Apr 07, 2022 - Sale 2600

Sale 2600 - Lot 108

Price Realized: $ 2,000
?Final Price Realized includes Buyer’s Premium added to Hammer Price
Estimate: $ 1,200 - $ 1,800
(FAMILY PAPERS.) Papers of the Macomber family, seed merchants of Portsmouth, Rhode Island. Approximately 800 items neatly sleeved and organized in 15 binders (3.5 linear feet); condition generally strong, many of the letters accompanied by original stamped envelopes. Various places, bulk 1852-1877

Additional Details

Joseph Ellwood Macomber (1822-1906) was raised in Vermont, and taught school in Farmington, NY and Portsmouth RI as a young man. He eventually established a successful strawberry farm and seed distribution business in Portsmouth, and was an active member of the Society of Friends (Quakers). Offered here are the extensive personal and business papers of Joseph and his sons Isaac Borden Macomber (1852-1938) and William Penn Macomber (1854-1885).

Letters and inventories relating to Macomber's seed business fill three binders, with letters dated from 1854 to 1875. They are arranged by customer, with regular correspondents including seed retailers in Pittsburgh, Philadelphia, Boston, and beyond. Produce dealers Sweet & Arnold in Providence were regular buyers of his strawberries in the 1860s. Also included are 3 broadside advertisements for Macomber's Fertilizer Distributor, developed by son Ellwood Gassett Macomber.
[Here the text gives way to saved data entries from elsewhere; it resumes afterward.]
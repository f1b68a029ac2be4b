//! Node descriptor exchanged during the handshake.

use std::{fmt, net::SocketAddr};

use serde::{Deserialize, Serialize};

use crate::NodeId;

/// Logical channel multiplexed over a single connection.
#[derive(Clone, Copy, Debug, PartialEq, Eq, PartialOrd, Ord, Hash, Serialize, Deserialize)]
pub struct ChannelId(pub u8);

/// Peer-exchange channel.
pub const PEX_CHANNEL: ChannelId = ChannelId(0x00);

impl fmt::Display for ChannelId {
    fn fmt(&self, f: &mut fmt::Formatter<'_>) -> fmt::Result {
        write!(f, "{:#04x}", self.0)
    }
}

/// Protocol version tuple advertised to peers.
#[derive(Clone, Copy, Debug, PartialEq, Eq, Hash, Serialize, Deserialize)]
pub struct ProtocolVersion {
    pub p2p: u64,
    pub block: u64,
    pub app: u64,
}

impl ProtocolVersion {
    pub const fn new(p2p: u64, block: u64, app: u64) -> Self {
        Self { p2p, block, app }
    }
}

/// Everything a node tells its peers about itself.
///
/// Derived at startup from the identity and configuration, never persisted.
/// `listen_addr` must equal the address the transport actually bound.
#[derive(Clone, Debug, PartialEq, Eq, Serialize, Deserialize)]
pub struct NodeDescriptor {
    pub node_id: NodeId,
    pub network: String,
    pub protocol: ProtocolVersion,
    pub listen_addr: SocketAddr,
    pub channels: Vec<ChannelId>,
    pub moniker: String,
    pub version: String,
}

impl NodeDescriptor {
    /// Whether the node speaks the given channel.
    pub fn supports(&self, channel: ChannelId) -> bool {
        self.channels.contains(&channel)
    }

    /// Whether the two nodes have at least one channel in common.
    pub fn shares_channel_with(&self, other: &Self) -> bool {
        self.channels.iter().any(|c| other.supports(*c))
    }
}

#[cfg(test)]
mod tests {
    use super::*;

    fn descriptor(channels: Vec<ChannelId>) -> NodeDescriptor {
        NodeDescriptor {
            node_id: "8f2a55949038a9610f50fb23b5883af3b4ecb3c3".parse().unwrap(),
            network: "testnet-1".to_string(),
            protocol: ProtocolVersion::new(8, 11, 0),
            listen_addr: "127.0.0.1:26656".parse().unwrap(),
            channels,
            moniker: "testnet-1-seeder".to_string(),
            version: "0.1.0".to_string(),
        }
    }

    #[test]
    fn test_channel_overlap() {
        let pex = descriptor(vec![PEX_CHANNEL]);
        let other = descriptor(vec![ChannelId(0x20), PEX_CHANNEL]);
        let disjoint = descriptor(vec![ChannelId(0x20)]);

        assert!(pex.supports(PEX_CHANNEL));
        assert!(pex.shares_channel_with(&other));
        assert!(!pex.shares_channel_with(&disjoint));
    }

    #[test]
    fn test_postcard_roundtrip() {
        let d = descriptor(vec![PEX_CHANNEL]);
        let bytes = postcard::to_allocvec(&d).unwrap();
        let back: NodeDescriptor = postcard::from_bytes(&bytes).unwrap();
        assert_eq!(back, d);
    }
}
//! Seed-mode PEX handler.

use std::{collections::HashMap, net::SocketAddr, time::Duration};

use async_trait::async_trait;
use metrics::counter;
use parking_lot::Mutex;
use seeder_net_switch::{ProtocolHandler, Session};
use seeder_node_api::{
    AddressStore, ChannelId, Direction, Endpoint, PEX_CHANNEL, PeerAddr, PeerInfo,
};
use tokio::time::Instant;
use tracing::{debug, trace};

use crate::{MAX_ADDRS, PexError, PexMessage};

/// Default wait for an `Addrs` reply after sending a request.
pub const DEFAULT_REQUEST_TIMEOUT: Duration = Duration::from_secs(10);

/// Default minimum spacing between dials of the same address.
pub const DEFAULT_RETRY_INTERVAL: Duration = Duration::from_secs(120);

#[derive(Debug, Clone)]
pub struct PexConfig {
    /// Dialed before anything learned from the address book.
    pub seeds: Vec<PeerAddr>,
    /// How long an inbound peer may stay connected without asking for addresses.
    pub seed_disconnect_wait: Duration,
    pub request_timeout: Duration,
    pub retry_interval: Duration,
}

impl PexConfig {
    pub fn new(seeds: Vec<PeerAddr>, seed_disconnect_wait: Duration) -> Self {
        Self {
            seeds,
            seed_disconnect_wait,
            request_timeout: DEFAULT_REQUEST_TIMEOUT,
            retry_interval: DEFAULT_RETRY_INTERVAL,
        }
    }
}

/// Harvests addresses from outbound peers and serves samples to inbound ones.
///
/// Every session is short-lived: outbound sessions end after one request,
/// inbound sessions after one answer or the disconnect wait.
#[derive(Debug)]
pub struct PexService<B> {
    book: B,
    config: PexConfig,
    seed_attempts: Mutex<HashMap<Endpoint, Instant>>,
}

impl<B: AddressStore> PexService<B> {
    pub fn new(book: B, config: PexConfig) -> Self {
        Self {
            book,
            config,
            seed_attempts: Mutex::default(),
        }
    }

    pub fn book(&self) -> &B {
        &self.book
    }

    pub fn config(&self) -> &PexConfig {
        &self.config
    }

    /// Seeds not dialed within the retry interval. Returned seeds count as attempted.
    fn due_seeds(&self, max: usize) -> Vec<PeerAddr> {
        let now = Instant::now();
        let mut attempts = self.seed_attempts.lock();
        let mut due = Vec::new();
        for seed in &self.config.seeds {
            if due.len() >= max {
                break;
            }
            let is_due = attempts
                .get(&seed.endpoint)
                .is_none_or(|at| now.duration_since(*at) >= self.config.retry_interval);
            if is_due {
                attempts.insert(seed.endpoint.clone(), now);
                due.push(seed.clone());
            }
        }
        due
    }

    fn ingest(&self, addrs: &[SocketAddr], src: SocketAddr) -> usize {
        counter!("pex_addrs_received").increment(addrs.len() as u64);
        let added = addrs
            .iter()
            .filter(|addr| self.book.add_address(**addr, Some(src)))
            .count();
        counter!("pex_addrs_added").increment(added as u64);
        added
    }

    async fn send(&self, session: &mut Session, msg: &PexMessage) -> Result<(), PexError> {
        session.send(&msg.encode()?).await?;
        Ok(())
    }

    async fn answer(&self, session: &mut Session, peer: &PeerInfo) -> Result<(), PexError> {
        let own = advertised_addr(peer);
        let addrs: Vec<_> = self
            .book
            .sample(MAX_ADDRS)
            .into_iter()
            .filter(|addr| *addr != own && *addr != peer.remote_addr)
            .collect();
        trace!(%peer, count = addrs.len(), "Serving addresses");
        self.send(session, &PexMessage::Addrs(addrs)).await?;
        counter!("pex_requests_served").increment(1);
        Ok(())
    }

    /// Outbound: request once, store the answer, hang up.
    async fn crawl(&self, session: &mut Session) -> Result<(), PexError> {
        let peer = session.peer().clone();
        self.send(session, &PexMessage::Request).await?;

        let addrs = tokio::time::timeout(self.config.request_timeout, async {
            loop {
                let frame = session.recv().await?.ok_or(PexError::Closed)?;
                match PexMessage::decode(&frame)? {
                    PexMessage::Addrs(addrs) => return Ok::<_, PexError>(addrs),
                    PexMessage::Request => self.answer(session, &peer).await?,
                }
            }
        })
        .await
        .map_err(|_| PexError::Timeout)??;

        let added = self.ingest(&addrs, peer.remote_addr);
        self.book.mark_good(peer.remote_addr);
        debug!(%peer, received = addrs.len(), added, known = self.book.size(), "Crawled peer");
        Ok(())
    }

    /// Inbound: remember the peer, answer one request, hang up.
    ///
    /// Addresses are only taken from peers we asked, so an inbound peer that
    /// pushes `Addrs` is disconnected without any of them being stored.
    async fn serve(&self, session: &mut Session) -> Result<(), PexError> {
        let peer = session.peer().clone();
        let advertised = advertised_addr(&peer);
        if self.book.add_address(advertised, Some(peer.remote_addr)) {
            trace!(%peer, %advertised, "Learned inbound peer address");
        }

        let deadline = tokio::time::sleep(self.config.seed_disconnect_wait);
        tokio::pin!(deadline);

        loop {
            let frame = tokio::select! {
                _ = &mut deadline => {
                    trace!(%peer, "Disconnect wait elapsed");
                    return Ok(());
                }
                frame = session.recv() => frame?,
            };
            let Some(frame) = frame else {
                return Ok(());
            };
            match PexMessage::decode(&frame)? {
                PexMessage::Request => return self.answer(session, &peer).await,
                PexMessage::Addrs(addrs) => {
                    counter!("pex_unsolicited_addrs").increment(1);
                    return Err(PexError::Unsolicited(addrs.len()));
                }
            }
        }
    }
}

/// The peer's advertised listen address, with the observed IP substituted
/// when it advertised an unspecified one.
fn advertised_addr(peer: &PeerInfo) -> SocketAddr {
    if peer.listen_addr.ip().is_unspecified() {
        SocketAddr::new(peer.remote_addr.ip(), peer.listen_addr.port())
    } else {
        peer.listen_addr
    }
}

#[async_trait]
impl<B: AddressStore + 'static> ProtocolHandler for PexService<B> {
    fn channel(&self) -> ChannelId {
        PEX_CHANNEL
    }

    fn dial_candidates(&self, max: usize) -> Vec<PeerAddr> {
        let mut candidates = self.due_seeds(max);
        let remaining = max.saturating_sub(candidates.len());
        if remaining > 0 {
            for addr in self.book.dial_candidates(remaining, self.config.retry_interval) {
                if candidates.iter().any(|c| c.socket_addr() == Some(addr)) {
                    continue;
                }
                candidates.push(PeerAddr::new(addr));
            }
        }
        for addr in candidates.iter().filter_map(PeerAddr::socket_addr) {
            self.book.mark_attempt(addr);
        }
        candidates
    }

    async fn handle_session(&self, mut session: Session) {
        let peer = session.peer().clone();
        let result = match peer.direction {
            Direction::Outbound => self.crawl(&mut session).await,
            Direction::Inbound => self.serve(&mut session).await,
        };
        if let Err(error) = result {
            debug!(%peer, %error, "PEX session failed");
        }
        if let Err(error) = session.close().await {
            trace!(%peer, %error, "Close failed");
        }
    }
}

#[cfg(test)]
mod tests {
    use super::*;
    use seeder_net_addrbook::FileAddressBook;
    use seeder_node_api::{AddressBook, NodeId};

    fn book() -> (tempfile::TempDir, FileAddressBook) {
        let dir = tempfile::tempdir().unwrap();
        let book = FileAddressBook::open(dir.path().join("addrbook.json"), false).unwrap();
        (dir, book)
    }

    fn seed(s: &str) -> PeerAddr {
        s.parse().unwrap()
    }

    #[tokio::test(start_paused = true)]
    async fn test_seeds_first_then_retry_interval() {
        let (_dir, book) = book();
        book.add_address("9.9.9.9:26656".parse().unwrap(), None);
        let seeds = vec![seed("1.1.1.1:26656"), seed("2.2.2.2:26656")];
        let pex = PexService::new(book, PexConfig::new(seeds, Duration::from_secs(1)));

        let first: Vec<_> = pex
            .dial_candidates(10)
            .into_iter()
            .map(|c| c.socket_addr().unwrap())
            .collect();
        assert_eq!(
            first,
            vec![
                "1.1.1.1:26656".parse().unwrap(),
                "2.2.2.2:26656".parse().unwrap(),
                "9.9.9.9:26656".parse().unwrap(),
            ]
        );

        // everything was just attempted
        assert!(pex.dial_candidates(10).is_empty());

        tokio::time::advance(DEFAULT_RETRY_INTERVAL).await;
        let again = pex.dial_candidates(1);
        assert_eq!(again.len(), 1);
        assert_eq!(again[0].socket_addr(), Some("1.1.1.1:26656".parse().unwrap()));
    }

    #[tokio::test]
    async fn test_candidates_respect_max_and_mark_attempts() {
        let (_dir, book) = book();
        for port in 1..=5 {
            book.add_address(SocketAddr::from(([9, 9, 9, 9], port)), None);
        }
        let pex = PexService::new(book, PexConfig::new(vec![], Duration::from_secs(1)));

        assert_eq!(pex.dial_candidates(3).len(), 3);
        let attempted = (1..=5)
            .filter(|port| {
                pex.book()
                    .get(&SocketAddr::from(([9, 9, 9, 9], *port)))
                    .is_some_and(|k| k.attempts == 1)
            })
            .count();
        assert_eq!(attempted, 3);
        assert_eq!(pex.dial_candidates(10).len(), 2);
        assert_eq!(pex.book().size(), 5);
    }

    #[tokio::test(start_paused = true)]
    async fn test_host_name_seeds_are_tracked_by_endpoint() {
        let (_dir, book) = book();
        let seeds = vec![seed("seed.example.net:26656"), seed("1.1.1.1:26656")];
        let pex = PexService::new(book, PexConfig::new(seeds.clone(), Duration::from_secs(1)));

        assert_eq!(pex.dial_candidates(10), seeds);
        assert!(pex.dial_candidates(10).is_empty());
        assert_eq!(pex.book().size(), 0);

        tokio::time::advance(DEFAULT_RETRY_INTERVAL).await;
        assert_eq!(pex.dial_candidates(1), vec![seeds[0].clone()]);
    }

    #[test]
    fn test_advertised_addr_substitutes_observed_ip() {
        let mut peer = PeerInfo {
            id: NodeId::new([1; 20].into()),
            remote_addr: "5.6.7.8:40000".parse().unwrap(),
            listen_addr: "0.0.0.0:26656".parse().unwrap(),
            direction: Direction::Inbound,
            moniker: String::new(),
        };
        assert_eq!(advertised_addr(&peer), "5.6.7.8:26656".parse().unwrap());

        peer.listen_addr = "1.2.3.4:26656".parse().unwrap();
        assert_eq!(advertised_addr(&peer), "1.2.3.4:26656".parse().unwrap());
    }
}
//! Node identity lifecycle.
//!
//! The identity is a secp256k1 signing key persisted as JSON
//! (`{"priv_key": "<hex>"}`). The [`NodeId`] is the address derived from its
//! public key, so loading the same file always yields the same id.

use std::{
    fs::{self, OpenOptions},
    io::{self, Write},
    path::{Path, PathBuf},
};

use alloy_signer::k256::ecdsa::SigningKey;
use alloy_signer_local::LocalSigner;
use seeder_node_api::NodeId;
use serde::{Deserialize, Serialize};
use thiserror::Error;
use tracing::{debug, info};

/// Length of a secp256k1 secret scalar.
const SECRET_KEY_LEN: usize = 32;

/// Errors loading or creating the node identity.
#[derive(Debug, Error)]
pub enum IdentityError {
    /// The file could not be read or written for a reason other than absence.
    #[error("identity file {}: {source}", .path.display())]
    Io {
        path: PathBuf,
        #[source]
        source: io::Error,
    },
    /// The file exists but does not hold a valid key.
    #[error("identity file {} is corrupt: {reason}", .path.display())]
    Corrupt { path: PathBuf, reason: String },
}

impl IdentityError {
    fn io(path: &Path, source: io::Error) -> Self {
        Self::Io {
            path: path.to_path_buf(),
            source,
        }
    }

    fn corrupt(path: &Path, reason: impl ToString) -> Self {
        Self::Corrupt {
            path: path.to_path_buf(),
            reason: reason.to_string(),
        }
    }
}

/// On-disk representation.
#[derive(Serialize, Deserialize)]
struct NodeKeyFile {
    priv_key: String,
}

/// Persistent keypair of this node.
#[derive(Clone)]
pub struct NodeKey {
    signer: LocalSigner<SigningKey>,
    node_id: NodeId,
}

impl std::fmt::Debug for NodeKey {
    fn fmt(&self, f: &mut std::fmt::Formatter<'_>) -> std::fmt::Result {
        f.debug_struct("NodeKey")
            .field("node_id", &self.node_id)
            .finish_non_exhaustive()
    }
}

impl NodeKey {
    /// Generate a fresh random key.
    pub fn random() -> Self {
        Self::from_signing_key(SigningKey::random(&mut rand_08::thread_rng()))
    }

    /// Wrap an existing signing key.
    pub fn from_signing_key(signing_key: SigningKey) -> Self {
        let signer = LocalSigner::from_signing_key(signing_key);
        let node_id = NodeId::new(signer.address());
        Self { signer, node_id }
    }

    /// The stable identifier derived from the public key.
    pub fn node_id(&self) -> NodeId {
        self.node_id
    }

    /// Load the key at `path`, or generate and persist one if the file is absent.
    pub fn load_or_generate(path: &Path) -> Result<Self, IdentityError> {
        match fs::read_to_string(path) {
            Ok(contents) => {
                let key = Self::parse(path, &contents)?;
                info!(node_id = %key.node_id, path = %path.display(), "Loaded node key");
                Ok(key)
            }
            Err(e) if e.kind() == io::ErrorKind::NotFound => {
                let key = Self::random();
                key.save(path)?;
                info!(node_id = %key.node_id, path = %path.display(), "Generated new node key");
                Ok(key)
            }
            Err(e) => Err(IdentityError::io(path, e)),
        }
    }

    /// Load the key at `path`. A missing file is an error.
    pub fn load(path: &Path) -> Result<Self, IdentityError> {
        let contents = fs::read_to_string(path).map_err(|e| IdentityError::io(path, e))?;
        Self::parse(path, &contents)
    }

    fn parse(path: &Path, contents: &str) -> Result<Self, IdentityError> {
        let file: NodeKeyFile =
            serde_json::from_str(contents).map_err(|e| IdentityError::corrupt(path, e))?;
        let bytes = hex::decode(file.priv_key.trim_start_matches("0x"))
            .map_err(|e| IdentityError::corrupt(path, e))?;
        if bytes.len() != SECRET_KEY_LEN {
            return Err(IdentityError::corrupt(
                path,
                format!("expected {SECRET_KEY_LEN} key bytes, got {}", bytes.len()),
            ));
        }
        let signing_key =
            SigningKey::from_slice(&bytes).map_err(|e| IdentityError::corrupt(path, e))?;
        Ok(Self::from_signing_key(signing_key))
    }

    /// Atomically write the key to `path` with owner-only permissions.
    pub fn save(&self, path: &Path) -> Result<(), IdentityError> {
        if let Some(parent) = path.parent().filter(|p| !p.as_os_str().is_empty()) {
            fs::create_dir_all(parent).map_err(|e| IdentityError::io(parent, e))?;
        }

        let file = NodeKeyFile {
            priv_key: hex::encode(self.signer.credential().to_bytes()),
        };
        let json =
            serde_json::to_vec_pretty(&file).map_err(|e| IdentityError::corrupt(path, e))?;

        // Write to temp file first, then rename (atomic)
        let tmp_path = path.with_extension("json.tmp");
        write_secret(&tmp_path, &json).map_err(|e| IdentityError::io(&tmp_path, e))?;
        fs::rename(&tmp_path, path).map_err(|e| IdentityError::io(path, e))?;

        debug!(path = %path.display(), "Persisted node key");
        Ok(())
    }
}

fn write_secret(path: &Path, contents: &[u8]) -> io::Result<()> {
    let mut options = OpenOptions::new();
    options.write(true).create(true).truncate(true);

    #[cfg(unix)]
    {
        use std::os::unix::fs::OpenOptionsExt;
        options.mode(crate::constants::SECRET_FILE_MODE);
    }

    let mut file = options.open(path)?;
    file.write_all(contents)?;
    file.sync_all()
}

#[cfg(test)]
mod tests {
    use super::*;
    use tempfile::tempdir;

    #[test]
    fn test_generate_then_load_is_deterministic() {
        let dir = tempdir().unwrap();
        let path = dir.path().join("node_key.json");

        let created = NodeKey::load_or_generate(&path).unwrap();
        assert!(path.exists());

        let first = NodeKey::load_or_generate(&path).unwrap();
        let second = NodeKey::load_or_generate(&path).unwrap();
        assert_eq!(created.node_id(), first.node_id());
        assert_eq!(first.node_id(), second.node_id());
        assert_eq!(NodeKey::load(&path).unwrap().node_id(), created.node_id());
    }

    #[test]
    fn test_distinct_files_distinct_ids() {
        let dir = tempdir().unwrap();
        let a = NodeKey::load_or_generate(&dir.path().join("a.json")).unwrap();
        let b = NodeKey::load_or_generate(&dir.path().join("b.json")).unwrap();
        assert_ne!(a.node_id(), b.node_id());
    }

    #[test]
    fn test_creates_parent_directories() {
        let dir = tempdir().unwrap();
        let path = dir.path().join("nested").join("keys").join("node_key.json");
        NodeKey::load_or_generate(&path).unwrap();
        assert!(path.exists());
        assert!(!path.with_extension("json.tmp").exists());
    }

    #[cfg(unix)]
    #[test]
    fn test_key_file_is_owner_only() {
        use std::os::unix::fs::PermissionsExt;

        let dir = tempdir().unwrap();
        let path = dir.path().join("node_key.json");
        NodeKey::load_or_generate(&path).unwrap();

        let mode = fs::metadata(&path).unwrap().permissions().mode();
        assert_eq!(mode & 0o777, 0o600);
    }

    #[test]
    fn test_known_key_file() {
        let dir = tempdir().unwrap();
        let path = dir.path().join("node_key.json");
        fs::write(
            &path,
            r#"{"priv_key":"4c0883a69102937d6231471b5dbb6204fe5129617082792ae468d01a3f362318"}"#,
        )
        .unwrap();

        let key = NodeKey::load_or_generate(&path).unwrap();
        assert_eq!(
            key.node_id().to_string(),
            "2c7536e3605d9c16a7a3d7b1898e529396a65c23"
        );
    }

    #[test]
    fn test_corrupt_files() {
        let dir = tempdir().unwrap();
        let path = dir.path().join("node_key.json");

        for contents in [
            "not json",
            r#"{"priv_key":"zz"}"#,
            r#"{"priv_key":"abcd"}"#,
            r#"{"priv_key":"0000000000000000000000000000000000000000000000000000000000000000"}"#,
            r#"{"other":"field"}"#,
        ] {
            fs::write(&path, contents).unwrap();
            let err = NodeKey::load_or_generate(&path).unwrap_err();
            assert!(
                matches!(err, IdentityError::Corrupt { .. }),
                "{contents}: {err}"
            );
        }
    }

    #[test]
    fn test_unreadable_path_is_io_error() {
        let dir = tempdir().unwrap();
        // A directory where the file should be cannot be read as a key.
        let path = dir.path().join("node_key.json");
        fs::create_dir(&path).unwrap();

        let err = NodeKey::load_or_generate(&path).unwrap_err();
        assert!(matches!(err, IdentityError::Io { .. }));
    }
}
Personal letters to Joseph Ellwood Macomber span from 1852 to 1876 in 3 binders. A letter to his wife is on the elaborate letterhead of the Elmira Water Cure while he was under treatment there in 1854. The family as Quakers did not fight in the Civil War, but certainly grappled with the issues of the day. Brother William Macomber (1832-1918) wrote in 6th Month 1863 "I have one scholar who lost an arm in the battles under Gen. Pope in Virginia. . . . There may be a draft, but I do not now feel as tho' I could consistently take up arms to destroy that which God has created on purpose for his own glory."

Letters addressed to Isaac Borden Macomber dated 1868 to 1877, plus other ephemera, fill 2 binders. He attended the Friends School in Providence, and then received a business degree at the Mowry & Goff School in Providence, before returning to farm in his home town of Portsmouth. Among his correspondents were brother William, a Yale student (see below).

Letters addressed to William Penn Macomber and a handful of other documents fill 4 binders extending from 1870 to 1877, mostly from friends and family while he was enrolled at the Providence Friends School (Moses Brown School) and Yale University, graduating in 1877. Many of the letters are from his sister Lizzie while she was at the Friends School. Highlights include a small manuscript map of the Yale campus, and seven of his juvenile Friends School essays from 1868, including "Base-Ball," describing the rules of the new national game: "Base-ball is a very healthy sport and there are but few who do not like it. It is not only healthy but amusing."

Last are 3 binders of miscellaneous letters and documents, mostly invoices and other business records. A strawberry sales memoranda book from 1863 and 3 bank books are included. William Macomber discusses a grisly murder in his hometown of Chelsea, Michigan in a 16 September 1863 letter. An untitled pencil property map shows a house, grape arbor, barn, well, and dozens of trees. 16 reports from the school districts of Portsmouth are dated 1858-1859. One of the binders consists of estate records from 1917-1919, otherwise the entire collection dates from the narrow window of 1852 to 1877.